Objective: To determine whether a cellular phone would interfere with the operation of mechanical ventilators.
Design: Laboratory study.
Setting: University medical center.
Subjects: Fourteen mechanical ventilators.
Interventions: We evaluated change in operation and malfunction of the mechanical ventilators.
Measurements and main results: The cellular phone (Nokia 6120i) was computer controlled, operating at 828.750 MHz analog modulation. It was operated at 16, 40, 100, 250, and 600 mW, 30 cm from the floor and 30, 15, and <3 cm from all sides of each ventilator. Six of the 14 ventilators tested malfunctioned when a cellular phone at maximum power output was placed < or =15 cm from the device. None of these responses were considered immediately life threatening except for the response of the Puritan Bennett 840, which stopped ventilating when the cellular phone at maximum power output was placed < or =30 cm from the ventilator. One ventilator doubled the ventilatory rate and another increased the displayed tidal volume from 350 to 1033 mL. In one of the infant ventilators, displayed tidal volume increased from 21 to 100 mL. In another ventilator, the high respiratory rate alarm sounded but the rate had not changed.

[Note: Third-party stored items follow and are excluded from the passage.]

/*!
# FileDriver - directory-level translation

Collects Java sources from files and directories, runs them through one
[`Transpiler`] so cross-file references resolve, and writes a Rust module
tree: one `.rs` file per unit, a `mod.rs` per directory and a `lib.rs` at
the output root.
*/

use std::collections::{BTreeMap, BTreeSet};
use std::fs;
use std::path::{Path, PathBuf};

use anyhow::{anyhow, Context, Result};
use serde::Serialize;
use tracing::{debug, info, warn};

use crate::naming::{escape_keyword, to_snake_case};
use crate::transpiler::{Transpiler, UnitOutcome, UnitStatus};
use crate::TranspileConfig;

/// One collected source file and where its output goes
#[derive(Debug, Clone)]
struct SourceFile {
    path: PathBuf,
    /// Module segments below the crate root, file module last
    segments: Vec<String>,
}

impl SourceFile {
    fn module_path(&self) -> String {
        let mut path = String::from("crate");
        for segment in &self.segments {
            path.push_str("::");
            path.push_str(segment);
        }
        path
    }

    fn output_file(&self, output_dir: &Path) -> PathBuf {
        let mut file = output_dir.to_path_buf();
        for segment in &self.segments {
            file.push(segment.trim_start_matches("r#"));
        }
        file.set_extension("rs");
        file
    }
}

fn module_segment(name: &str) -> String {
    escape_keyword(&to_snake_case(name))
}

/// File-based translation driver
pub struct FileDriver {
    config: TranspileConfig,
    source_extensions: Vec<String>,
    preserve_structure: bool,
}

impl FileDriver {
    pub fn new() -> Self {
        let config = TranspileConfig::default();
        Self {
            source_extensions: config.source_extensions.clone(),
            config,
            preserve_structure: true,
        }
    }

    /// Set the file extensions to process
    pub fn source_extensions(mut self, extensions: Vec<String>) -> Self {
        self.source_extensions = extensions;
        self
    }

    /// Whether to mirror the source directory layout as nested modules
    pub fn preserve_structure(mut self, preserve: bool) -> Self {
        self.preserve_structure = preserve;
        self
    }

    /// Use a translation configuration; its extensions replace the current ones
    pub fn config(mut self, config: TranspileConfig) -> Self {
        self.source_extensions = config.source_extensions.clone();
        self.config = config;
        self
    }

    /// Translate files and directories without writing anything
    pub fn transpile_paths<P: AsRef<Path>>(&self, inputs: &[P]) -> Result<Vec<UnitOutcome>> {
        let files = self.collect(inputs)?;
        self.transpile(&files)
    }

    /// Translate a directory tree into `output_dir`
    pub fn transform_directory<P: AsRef<Path>, Q: AsRef<Path>>(
        &self,
        source_dir: P,
        output_dir: Q,
    ) -> Result<TransformationSummary> {
        let source_path = source_dir.as_ref();
        if !source_path.is_dir() {
            return Err(anyhow!(
                "Source directory does not exist: {}",
                source_path.display()
            ));
        }
        self.transform_paths(&[source_path], output_dir)
    }

    /// Translate a single file into `output_file`
    pub fn transform_file<P: AsRef<Path>, Q: AsRef<Path>>(
        &self,
        source_file: P,
        output_file: Q,
    ) -> Result<TransformationSummary> {
        let source_path = source_file.as_ref();
        let output_path = output_file.as_ref();
        let files = vec![self.single(source_path)];
        let outcomes = self.transpile(&files)?;

        let mut summary = TransformationSummary::new();
        for outcome in &outcomes {
            if let Some(parent) = output_path.parent() {
                fs::create_dir_all(parent)
                    .with_context(|| format!("creating {}", parent.display()))?;
            }
            fs::write(output_path, &outcome.text)
                .with_context(|| format!("writing {}", output_path.display()))?;
            summary.record(outcome);
        }
        Ok(summary)
    }

    /// Translate any mix of files and directories into one module tree
    pub fn transform_paths<P: AsRef<Path>, Q: AsRef<Path>>(
        &self,
        inputs: &[P],
        output_dir: Q,
    ) -> Result<TransformationSummary> {
        let output_path = output_dir.as_ref();
        let files = self.collect(inputs)?;
        let outcomes = self.transpile(&files)?;

        fs::create_dir_all(output_path)
            .with_context(|| format!("creating {}", output_path.display()))?;
        let mut summary = TransformationSummary::new();
        let mut created = BTreeSet::new();
        // directory (as segments) -> child module names
        let mut children: BTreeMap<Vec<String>, BTreeSet<String>> = BTreeMap::new();
        children.entry(Vec::new()).or_default();

        for (file, outcome) in files.iter().zip(&outcomes) {
            let target = file.output_file(output_path);
            if let Some(parent) = target.parent() {
                if !parent.exists() && created.insert(parent.to_path_buf()) {
                    summary.directories_created += 1;
                }
                fs::create_dir_all(parent)
                    .with_context(|| format!("creating {}", parent.display()))?;
            }
            fs::write(&target, &outcome.text)
                .with_context(|| format!("writing {}", target.display()))?;
            debug!("wrote {}", target.display());

            for depth in 0..file.segments.len() {
                children
                    .entry(file.segments[..depth].to_vec())
                    .or_default()
                    .insert(file.segments[depth].clone());
            }
            summary.record(outcome);
        }

        for (dir, modules) in &children {
            let mut text = String::new();
            for module in modules {
                text.push_str(&format!("pub mod {module};\n"));
            }
            let mut target = output_path.to_path_buf();
            for segment in dir {
                target.push(segment.trim_start_matches("r#"));
            }
            target.push(if dir.is_empty() { "lib.rs" } else { "mod.rs" });
            fs::write(&target, text).with_context(|| format!("writing {}", target.display()))?;
        }

        info!(
            "converted {} of {} file(s) into {}",
            summary.files_converted,
            summary.files_processed,
            output_path.display()
        );
        Ok(summary)
    }

    fn transpile(&self, files: &[SourceFile]) -> Result<Vec<UnitOutcome>> {
        let mut transpiler = Transpiler::new(self.config.clone())?;
        for file in files {
            let text = fs::read_to_string(&file.path)
                .with_context(|| format!("reading {}", file.path.display()))?;
            transpiler.add_unit_in(file.path.display().to_string(), file.module_path(), &text);
        }
        Ok(transpiler.run())
    }

    fn single(&self, path: &Path) -> SourceFile {
        let stem = path
            .file_stem()
            .map(|s| s.to_string_lossy().to_string())
            .unwrap_or_default();
        SourceFile {
            path: path.to_path_buf(),
            segments: vec![module_segment(&stem)],
        }
    }

    /// Source files below every input, sorted for a stable unit order
    fn collect<P: AsRef<Path>>(&self, inputs: &[P]) -> Result<Vec<SourceFile>> {
        let mut files = Vec::new();
        for input in inputs {
            let input = input.as_ref();
            if input.is_dir() {
                self.collect_directory(input, input, &mut files)?;
            } else if input.is_file() {
                files.push(self.single(input));
            } else {
                return Err(anyhow!("Input does not exist: {}", input.display()));
            }
        }
        files.sort_by(|a, b| a.path.cmp(&b.path));
        Ok(files)
    }

    fn collect_directory(&self, current_dir: &Path, source_root: &Path, files: &mut Vec<SourceFile>) -> Result<()> {
        let entries = fs::read_dir(current_dir)
            .with_context(|| format!("reading directory {}", current_dir.display()))?;
        for entry in entries {
            let path = entry?.path();
            if path.is_dir() {
                self.collect_directory(&path, source_root, files)?;
            } else if self.should_process_file(&path) {
                let mut file = self.single(&path);
                if self.preserve_structure {
                    let relative = path.strip_prefix(source_root)?;
                    let mut segments: Vec<String> = relative
                        .parent()
                        .into_iter()
                        .flat_map(|p| p.components())
                        .map(|c| module_segment(&c.as_os_str().to_string_lossy()))
                        .collect();
                    segments.append(&mut file.segments);
                    file.segments = segments;
                }
                files.push(file);
            }
        }
        Ok(())
    }

    /// Check if a file should be processed based on its extension
    fn should_process_file(&self, path: &Path) -> bool {
        if let Some(extension) = path.extension() {
            let ext_str = extension.to_string_lossy().to_lowercase();
            self.source_extensions
                .iter()
                .any(|ext| ext.to_lowercase() == ext_str)
        } else {
            false
        }
    }
}

impl Default for FileDriver {
    fn default() -> Self {
        Self::new()
    }
}

/// Summary of a driver run
#[derive(Debug, Default, Clone, Serialize)]
pub struct TransformationSummary {
    pub files_processed: u64,
    pub files_converted: u64,
    pub files_failed: u64,
    pub directories_created: u64,
    pub errors: Vec<String>,
}

impl TransformationSummary {
    pub fn new() -> Self {
        Self::default()
    }

    fn record(&mut self, outcome: &UnitOutcome) {
        self.files_processed += 1;
        match outcome.status {
            UnitStatus::Success => self.files_converted += 1,
            UnitStatus::ParseFailure | UnitStatus::InternalFault => {
                warn!("{}: translation failed", outcome.path);
                self.files_failed += 1;
                let message = outcome
                    .diagnostics
                    .first()
                    .map(|d| d.message.clone())
                    .unwrap_or_default();
                self.errors
                    .push(format!("Error processing {}: {}", outcome.path, message));
            }
        }
    }

    pub fn success(&self) -> bool {
        self.files_failed == 0 && self.errors.is_empty()
    }
}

Conclusions: In a controlled laboratory setting, cellular phones placed in close proximity to some commercially available intensive care ventilators can cause malfunctions, including irrecoverable cessation of ventilation. This is most likely to occur if the cellular phone is <30 cm from the device and ringing. Based on our data and the available literature, we believe it is reasonably safe to permit the use of cellular phones in the intensive care unit, as long as they are kept > or =3 feet from all medical devices. The current electromagnetic compatibility standards for mechanical ventilators are inadequate to prevent malfunction. Manufacturers should ensure that their products are not affected by wireless technology even when placed immediately next to the device.